(TASK):
Lines that contain "three": how many are there in the listing below? Answer with a number and nothing more.

(PROVIDED RECORDS):
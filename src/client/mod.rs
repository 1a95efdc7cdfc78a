//! Client layer: orchestrates transport calls and maps transport ↔ domain.

use std::error::Error as StdError;
use std::future::Future;
use std::pin::Pin;
use std::sync::Arc;
use std::time::Duration;

use crate::domain::{
    ApiKey, NumberAcquisition, NumberState, ProxyUrl, TariffsQuery, TariffsResult, ValidationError,
};
use crate::transport::DecodeError;

const DEFAULT_BASE_URL: &str = "https://onlinesim.io/api/";
const TARIFFS_ENDPOINT_FILE: &str = "getTariffs.php";
const ACQUIRE_ENDPOINT_FILE: &str = "getNum.php";
const STATES_ENDPOINT_FILE: &str = "getState.php";

type BoxFuture<'a, T> = Pin<Box<dyn Future<Output = T> + Send + 'a>>;

#[derive(Debug, Clone)]
struct HttpResponse {
    status: u16,
    body: String,
}

trait HttpTransport: std::fmt::Debug + Send + Sync {
    fn get<'a>(
        &'a self,
        url: &'a str,
        query: Vec<(String, String)>,
        bearer_token: Option<&'a str>,
    ) -> BoxFuture<'a, Result<HttpResponse, Box<dyn StdError + Send + Sync>>>;
}

#[derive(Debug, Clone)]
struct ReqwestTransport {
    client: reqwest::Client,
}

impl HttpTransport for ReqwestTransport {
    fn get<'a>(
        &'a self,
        url: &'a str,
        query: Vec<(String, String)>,
        bearer_token: Option<&'a str>,
    ) -> BoxFuture<'a, Result<HttpResponse, Box<dyn StdError + Send + Sync>>> {
        Box::pin(async move {
            let mut request = self.client.get(url).query(&query);
            if let Some(token) = bearer_token {
                request = request.bearer_auth(token);
            }
            let response = request.send().await?;
            let status = response.status().as_u16();
            let body = response.text().await?;
            Ok(HttpResponse { status, body })
        })
    }
}

/// Transport options shared by the builder and by proxy reconfiguration.
///
/// Kept next to the built transport so [`OnlinesimClient::with_proxy`] can
/// rebuild an equivalent transport without losing timeout or user-agent
/// settings.
#[derive(Debug, Clone, Default)]
struct TransportSettings {
    timeout: Option<Duration>,
    user_agent: Option<String>,
    proxy: Option<ProxyUrl>,
}

impl TransportSettings {
    fn build_transport(&self) -> Result<ReqwestTransport, OnlinesimError> {
        let mut builder = reqwest::Client::builder();
        if let Some(timeout) = self.timeout {
            builder = builder.timeout(timeout);
        }
        if let Some(user_agent) = &self.user_agent {
            builder = builder.user_agent(user_agent.clone());
        }
        if let Some(proxy) = &self.proxy {
            // A URL that parses but names a scheme the proxy layer rejects
            // (e.g. `mailto:`) is still a configuration error, not a
            // network one.
            let proxy = reqwest::Proxy::all(proxy.as_str()).map_err(|_| {
                OnlinesimError::InvalidProxyUrl(ValidationError::InvalidProxyUrl {
                    input: proxy.as_str().to_owned(),
                })
            })?;
            builder = builder.proxy(proxy);
        }

        let client = builder
            .build()
            .map_err(|err| OnlinesimError::Transport(Box::new(err)))?;

        Ok(ReqwestTransport { client })
    }
}

#[derive(Debug, thiserror::Error)]
/// Errors returned by [`OnlinesimClient`].
///
/// Business-level refusals (no free numbers, insufficient balance, bad key)
/// are not errors: the service reports them through `response` /
/// `response_text` fields of a successfully decoded payload, and this client
/// passes those through untouched.
pub enum OnlinesimError {
    /// Proxy string rejected; the client configuration is unchanged.
    #[error("invalid proxy configuration: {0}")]
    InvalidProxyUrl(#[from] ValidationError),

    /// Network-layer failure (DNS, TLS, timeouts, proxy errors) or a
    /// non-2xx HTTP status wrapping [`HttpStatusError`]. Never retried.
    #[error("transport error: {0}")]
    Transport(#[source] Box<dyn StdError + Send + Sync>),

    /// Response body was not valid JSON for the endpoint's expected shape.
    #[error("decode error: {0}")]
    Decode(#[source] DecodeError),
}

/// Non-2xx HTTP status, reported through [`OnlinesimError::Transport`].
#[derive(Debug, thiserror::Error)]
#[error("unexpected HTTP status: {status}")]
pub struct HttpStatusError {
    pub status: u16,
    pub body: Option<String>,
}

#[derive(Debug, Clone)]
/// Builder for [`OnlinesimClient`].
///
/// Use this when you need a proxy, a request timeout, a custom user-agent,
/// or non-default endpoint URLs.
pub struct OnlinesimClientBuilder {
    api_key: ApiKey,
    tariffs_endpoint: String,
    acquire_endpoint: String,
    states_endpoint: String,
    settings: TransportSettings,
}

impl OnlinesimClientBuilder {
    /// Create a builder with the default endpoints and a plain transport.
    pub fn new(api_key: impl Into<ApiKey>) -> Self {
        Self {
            api_key: api_key.into(),
            tariffs_endpoint: join_endpoint(DEFAULT_BASE_URL, TARIFFS_ENDPOINT_FILE),
            acquire_endpoint: join_endpoint(DEFAULT_BASE_URL, ACQUIRE_ENDPOINT_FILE),
            states_endpoint: join_endpoint(DEFAULT_BASE_URL, STATES_ENDPOINT_FILE),
            settings: TransportSettings::default(),
        }
    }

    /// Point all three endpoints at a different API root.
    pub fn base_url(mut self, base_url: impl Into<String>) -> Self {
        let base_url = base_url.into();
        self.tariffs_endpoint = join_endpoint(&base_url, TARIFFS_ENDPOINT_FILE);
        self.acquire_endpoint = join_endpoint(&base_url, ACQUIRE_ENDPOINT_FILE);
        self.states_endpoint = join_endpoint(&base_url, STATES_ENDPOINT_FILE);
        self
    }

    /// Override the tariff listing endpoint URL.
    pub fn tariffs_endpoint(mut self, endpoint: impl Into<String>) -> Self {
        self.tariffs_endpoint = endpoint.into();
        self
    }

    /// Override the number acquisition endpoint URL.
    pub fn acquire_endpoint(mut self, endpoint: impl Into<String>) -> Self {
        self.acquire_endpoint = endpoint.into();
        self
    }

    /// Override the status lookup endpoint URL.
    pub fn states_endpoint(mut self, endpoint: impl Into<String>) -> Self {
        self.states_endpoint = endpoint.into();
        self
    }

    /// Set an HTTP client timeout applied to the entire request.
    ///
    /// Without this, a hung endpoint blocks the call indefinitely.
    pub fn timeout(mut self, timeout: Duration) -> Self {
        self.settings.timeout = Some(timeout);
        self
    }

    /// Override the HTTP `User-Agent` header.
    pub fn user_agent(mut self, user_agent: impl Into<String>) -> Self {
        self.settings.user_agent = Some(user_agent.into());
        self
    }

    /// Route all requests through the given proxy.
    pub fn proxy(mut self, proxy: ProxyUrl) -> Self {
        self.settings.proxy = Some(proxy);
        self
    }

    /// Build an [`OnlinesimClient`].
    pub fn build(self) -> Result<OnlinesimClient, OnlinesimError> {
        let http = self.settings.build_transport()?;
        Ok(OnlinesimClient {
            api_key: self.api_key,
            tariffs_endpoint: self.tariffs_endpoint,
            acquire_endpoint: self.acquire_endpoint,
            states_endpoint: self.states_endpoint,
            settings: self.settings,
            http: Arc::new(http),
        })
    }
}

#[derive(Debug, Clone)]
/// High-level Onlinesim client.
///
/// One instance holds one API key and one immutable transport
/// configuration; every call is an independent GET round trip against
/// `https://onlinesim.io/api/`. Because nothing is mutated after
/// construction, a client can be cloned and shared across tasks freely;
/// reconfiguration ([`OnlinesimClient::with_proxy`]) produces a new
/// instance instead of touching the old one.
pub struct OnlinesimClient {
    api_key: ApiKey,
    tariffs_endpoint: String,
    acquire_endpoint: String,
    states_endpoint: String,
    settings: TransportSettings,
    http: Arc<dyn HttpTransport>,
}

impl OnlinesimClient {
    /// Create a client with the default endpoints and transport.
    ///
    /// The key is not validated locally; a bad key shows up as a refusal in
    /// the response payload. For proxy, timeout, or endpoint customization
    /// use [`OnlinesimClient::builder`].
    pub fn new(api_key: impl Into<ApiKey>) -> Self {
        Self {
            api_key: api_key.into(),
            tariffs_endpoint: join_endpoint(DEFAULT_BASE_URL, TARIFFS_ENDPOINT_FILE),
            acquire_endpoint: join_endpoint(DEFAULT_BASE_URL, ACQUIRE_ENDPOINT_FILE),
            states_endpoint: join_endpoint(DEFAULT_BASE_URL, STATES_ENDPOINT_FILE),
            settings: TransportSettings::default(),
            http: Arc::new(ReqwestTransport {
                client: reqwest::Client::new(),
            }),
        }
    }

    /// Start building a client with custom settings.
    pub fn builder(api_key: impl Into<ApiKey>) -> OnlinesimClientBuilder {
        OnlinesimClientBuilder::new(api_key)
    }

    /// Return a new client whose requests route through `proxy`.
    ///
    /// The receiver is left untouched: its transport keeps serving
    /// in-flight and future requests with the old configuration, so there
    /// is nothing to synchronize against. Timeout and user-agent settings
    /// carry over to the new client.
    ///
    /// Errors:
    /// - [`OnlinesimError::InvalidProxyUrl`] if `proxy` does not parse as a
    ///   URL or names a scheme the proxy layer does not support.
    pub fn with_proxy(&self, proxy: &str) -> Result<Self, OnlinesimError> {
        let proxy = ProxyUrl::parse(proxy)?;
        let mut settings = self.settings.clone();
        settings.proxy = Some(proxy);
        let http = settings.build_transport()?;

        Ok(Self {
            api_key: self.api_key.clone(),
            tariffs_endpoint: self.tariffs_endpoint.clone(),
            acquire_endpoint: self.acquire_endpoint.clone(),
            states_endpoint: self.states_endpoint.clone(),
            settings,
            http: Arc::new(http),
        })
    }

    /// Fetch the tariff catalog.
    ///
    /// Only the filters set in `query` are sent; this endpoint requires no
    /// authentication and the API key is not attached.
    ///
    /// Errors:
    /// - [`OnlinesimError::Transport`] on network failure or non-2xx status,
    /// - [`OnlinesimError::Decode`] when the body is not the expected JSON.
    pub async fn get_tariffs(&self, query: &TariffsQuery) -> Result<TariffsResult, OnlinesimError> {
        let params = crate::transport::encode_tariffs_query(query);
        let body = self.get_checked(&self.tariffs_endpoint, params, false).await?;
        crate::transport::decode_tariffs_json_response(&body).map_err(OnlinesimError::Decode)
    }

    /// Acquire a phone number for `service` in country `country`.
    ///
    /// Neither input is validated locally against the remote catalog. The
    /// request always asks for the number to be returned (`number=true`)
    /// and authenticates twice, as a query parameter and as a bearer
    /// header; the service's auth behavior differs between endpoints and
    /// dropping either form risks a silent authentication failure.
    ///
    /// A decoded response may still be a refusal; inspect
    /// [`NumberAcquisition::response`] and
    /// [`NumberAcquisition::response_text`].
    pub async fn acquire_number(
        &self,
        service: &str,
        country: u32,
    ) -> Result<NumberAcquisition, OnlinesimError> {
        let params = crate::transport::encode_acquire_number_query(service, country, &self.api_key);
        let body = self.get_checked(&self.acquire_endpoint, params, true).await?;
        crate::transport::decode_acquire_number_json_response(&body).map_err(OnlinesimError::Decode)
    }

    /// Fetch the status records for a previous acquisition.
    ///
    /// `tzid` is the tracking id returned by [`OnlinesimClient::acquire_number`];
    /// `message_to_code` is passed through to the server unmodified. Records
    /// come back in server order, and an empty list is a valid result
    /// (no states yet), not an error.
    pub async fn get_number_states(
        &self,
        tzid: i64,
        message_to_code: i64,
    ) -> Result<Vec<NumberState>, OnlinesimError> {
        let params =
            crate::transport::encode_number_states_query(tzid, message_to_code, &self.api_key);
        let body = self.get_checked(&self.states_endpoint, params, true).await?;
        crate::transport::decode_number_states_json_response(&body).map_err(OnlinesimError::Decode)
    }

    async fn get_checked(
        &self,
        url: &str,
        params: Vec<(String, String)>,
        authenticated: bool,
    ) -> Result<String, OnlinesimError> {
        let bearer = if authenticated {
            Some(self.api_key.as_str())
        } else {
            None
        };

        let response = self
            .http
            .get(url, params, bearer)
            .await
            .map_err(OnlinesimError::Transport)?;

        if !(200..=299).contains(&response.status) {
            let body = if response.body.trim().is_empty() {
                None
            } else {
                Some(response.body)
            };
            return Err(OnlinesimError::Transport(Box::new(HttpStatusError {
                status: response.status,
                body,
            })));
        }

        Ok(response.body)
    }
}
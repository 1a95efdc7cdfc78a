use serde::Deserialize;

use super::DecodeError;
use crate::domain::{ApiKey, NumberState};

#[derive(Debug, Clone, Deserialize)]
struct NumberStateJson {
    #[serde(default)]
    country: u32,
    #[serde(default)]
    sum: f64,
    #[serde(default)]
    service: String,
    #[serde(default)]
    number: String,
    #[serde(default)]
    response: String,
    #[serde(default)]
    tzid: i64,
    #[serde(default)]
    time: i64,
    #[serde(default)]
    form: String,
    #[serde(default)]
    msg: String,
}

pub fn encode_number_states_query(
    tzid: i64,
    message_to_code: i64,
    api_key: &ApiKey,
) -> Vec<(String, String)> {
    vec![
        ("tzid".to_owned(), tzid.to_string()),
        ("message_to_code".to_owned(), message_to_code.to_string()),
        (ApiKey::FIELD.to_owned(), api_key.as_str().to_owned()),
    ]
}

/// Server order is kept as-is; an empty array is a valid "no states yet".
pub fn decode_number_states_json_response(json: &str) -> Result<Vec<NumberState>, DecodeError> {
    let parsed: Vec<NumberStateJson> =
        serde_json::from_str(json).map_err(|err| DecodeError::new(json, err))?;

    Ok(parsed
        .into_iter()
        .map(|state| NumberState {
            country: state.country,
            sum: state.sum,
            service: state.service,
            number: state.number,
            response: state.response,
            tzid: state.tzid,
            time: state.time,
            form: state.form,
            msg: state.msg,
        })
        .collect())
}
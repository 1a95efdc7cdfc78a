//! Typed Rust client for the Onlinesim SMS-verification HTTP API.
//!
//! Onlinesim rents out phone numbers for receiving verification texts. The
//! service exposes three GET endpoints — tariff listing, number acquisition,
//! and status polling — and this crate wraps them as a domain layer of
//! strong types, a transport layer for wire-format quirks, and a small
//! client layer orchestrating requests. Every call is one stateless
//! request/response round trip; correlation between calls happens only
//! through the tracking id (`tzid`) the caller threads through.
//!
//! ```rust,no_run
//! use onlinesim::{OnlinesimClient, TariffsQuery};
//!
//! #[tokio::main]
//! async fn main() -> Result<(), onlinesim::OnlinesimError> {
//!     let client = OnlinesimClient::new("...");
//!     let tariffs = client.get_tariffs(&TariffsQuery::new()).await?;
//!     println!("{} countries in catalog", tariffs.countries.len());
//!
//!     let acquisition = client.acquire_number("whatsapp", 7).await?;
//!     let states = client.get_number_states(acquisition.tzid, 1).await?;
//!     for state in states {
//!         println!("{}: {}", state.form, state.msg);
//!     }
//!     Ok(())
//! }
//! ```
#![forbid(unsafe_code)]

pub mod client;
pub mod domain;
mod transport;

pub use client::{HttpStatusError, OnlinesimClient, OnlinesimClientBuilder, OnlinesimError};
pub use domain::{
    ApiKey, Country, NumberAcquisition, NumberState, ProxyUrl, Service, SubscriptionTariff,
    TariffsQuery, TariffsResult, ValidationError,
};
pub use transport::DecodeError;
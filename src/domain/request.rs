/// Optional filters for the tariff listing endpoint.
///
/// Every field is optional; `None` (or an empty string) means the parameter
/// is omitted from the request entirely, leaving the server-side default in
/// effect. All values are passed through verbatim, including `count` and
/// `page`, which Onlinesim accepts as strings.
#[derive(Debug, Clone, Default, PartialEq, Eq)]
pub struct TariffsQuery {
    /// Currency locale for returned prices (`locale_price`).
    pub locale_price: Option<String>,
    /// Preselected country id (`country`).
    pub country: Option<String>,
    /// Country name filter (`filter_country`).
    pub filter_country: Option<String>,
    /// Service name filter (`filter_service`).
    pub filter_service: Option<String>,
    /// Maximum number of results per page (`count`).
    pub count: Option<String>,
    /// Result page (`page`).
    pub page: Option<String>,
    /// Response language (`lang`).
    pub lang: Option<String>,
}

impl TariffsQuery {
    /// Query with no filters set; the server returns its default listing.
    pub fn new() -> Self {
        Self::default()
    }
}
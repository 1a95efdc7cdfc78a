use crate::domain::validation::ValidationError;

use url::Url;

#[derive(Debug, Clone, PartialEq, Eq, Hash)]
/// Onlinesim `apikey` token.
///
/// The key format is not validated locally; an invalid key surfaces only as a
/// refusal in the remote service's response payload.
pub struct ApiKey(String);

impl ApiKey {
    /// Query parameter name used by Onlinesim (`apikey`).
    pub const FIELD: &'static str = "apikey";

    /// Wrap an API key as provided.
    pub fn new(value: impl Into<String>) -> Self {
        Self(value.into())
    }

    /// Borrow the token.
    pub fn as_str(&self) -> &str {
        &self.0
    }
}

impl From<&str> for ApiKey {
    fn from(value: &str) -> Self {
        Self::new(value)
    }
}

impl From<String> for ApiKey {
    fn from(value: String) -> Self {
        Self::new(value)
    }
}

#[derive(Debug, Clone, PartialEq, Eq)]
/// Outbound proxy address for all client requests.
///
/// Invariant: parses as an absolute URL. Scheme support (`http`, `https`,
/// `socks5`) is enforced where the transport is built.
pub struct ProxyUrl(Url);

impl ProxyUrl {
    /// Parse and validate a proxy URL.
    pub fn parse(value: &str) -> Result<Self, ValidationError> {
        let url = Url::parse(value).map_err(|_| ValidationError::InvalidProxyUrl {
            input: value.to_owned(),
        })?;
        Ok(Self(url))
    }

    /// Borrow the parsed URL as a string.
    pub fn as_str(&self) -> &str {
        self.0.as_str()
    }

    /// Borrow the parsed URL.
    pub fn as_url(&self) -> &Url {
        &self.0
    }
}
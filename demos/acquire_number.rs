use std::io;

use onlinesim::OnlinesimClient;

#[tokio::main]
async fn main() -> Result<(), Box<dyn std::error::Error>> {
    let api_key = std::env::var("ONLINESIM_API_KEY").map_err(|_| {
        io::Error::new(
            io::ErrorKind::InvalidInput,
            "ONLINESIM_API_KEY environment variable is required",
        )
    })?;
    let service = std::env::var("ONLINESIM_SERVICE").map_err(|_| {
        io::Error::new(
            io::ErrorKind::InvalidInput,
            "ONLINESIM_SERVICE environment variable is required (e.g. whatsapp)",
        )
    })?;
    let country = std::env::var("ONLINESIM_COUNTRY")
        .unwrap_or_else(|_| "7".to_owned())
        .parse::<u32>()?;

    let client = OnlinesimClient::new(api_key);
    let acquisition = client.acquire_number(&service, country).await?;

    println!(
        "response: {}, response_text: {}, tzid: {}, number: {}, title: {}",
        acquisition.response,
        acquisition.response_text,
        acquisition.tzid,
        acquisition.number,
        acquisition.title
    );

    Ok(())
}
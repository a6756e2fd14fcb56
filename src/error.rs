//! Error handling for zone classification operations.
//!
//! Covers upstream collaborators that are not ready, malformed payloads that
//! could not be decoded, standard profile writes that only partly succeeded,
//! and invalid user selections.

use std::path::PathBuf;
use thiserror::Error;

#[derive(Error, Debug)]
pub enum CropwatchError {
    #[error("IO error: {0}")]
    Io(#[from] std::io::Error),

    #[error("JSON error: {0}")]
    Json(#[from] serde_json::Error),

    #[cfg(feature = "http")]
    #[error("HTTP error: {0}")]
    Http(#[from] reqwest::Error),

    #[error("Upstream data is not ready: {reason}")]
    NotReady { reason: String },

    #[error("Upstream source unavailable: {source_name} - {reason}")]
    UpstreamUnavailable { source_name: String, reason: String },

    #[error("Failed to read payload file: {path} - {reason}")]
    PayloadFile { path: PathBuf, reason: String },

    #[error("No standard profile with id {id}")]
    ProfileNotFound { id: i64 },

    #[error("Reset to default applied {applied} of {total} profiles before failing: {source}")]
    PartialReset {
        applied: usize,
        total: usize,
        #[source]
        source: Box<CropwatchError>,
    },

    #[error("Invalid selection: {message}")]
    InvalidSelection { message: String },

    #[error("Configuration error: {message}")]
    Configuration { message: String },
}

impl CropwatchError {
    pub fn not_ready(reason: impl Into<String>) -> Self {
        Self::NotReady {
            reason: reason.into(),
        }
    }

    pub fn upstream(source_name: impl Into<String>, reason: impl Into<String>) -> Self {
        Self::UpstreamUnavailable {
            source_name: source_name.into(),
            reason: reason.into(),
        }
    }

    pub fn invalid_selection(message: impl Into<String>) -> Self {
        Self::InvalidSelection {
            message: message.into(),
        }
    }

    pub fn configuration(message: impl Into<String>) -> Self {
        Self::Configuration {
            message: message.into(),
        }
    }

    /// True for failures that mean the upstream collaborator could not be used at all
    pub fn is_upstream_failure(&self) -> bool {
        match self {
            Self::NotReady { .. }
            | Self::UpstreamUnavailable { .. }
            | Self::PayloadFile { .. }
            | Self::Io(_) => true,
            #[cfg(feature = "http")]
            Self::Http(_) => true,
            _ => false,
        }
    }
}

pub type Result<T> = std::result::Result<T, CropwatchError>;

(ANSWER FOR THE TASK):
2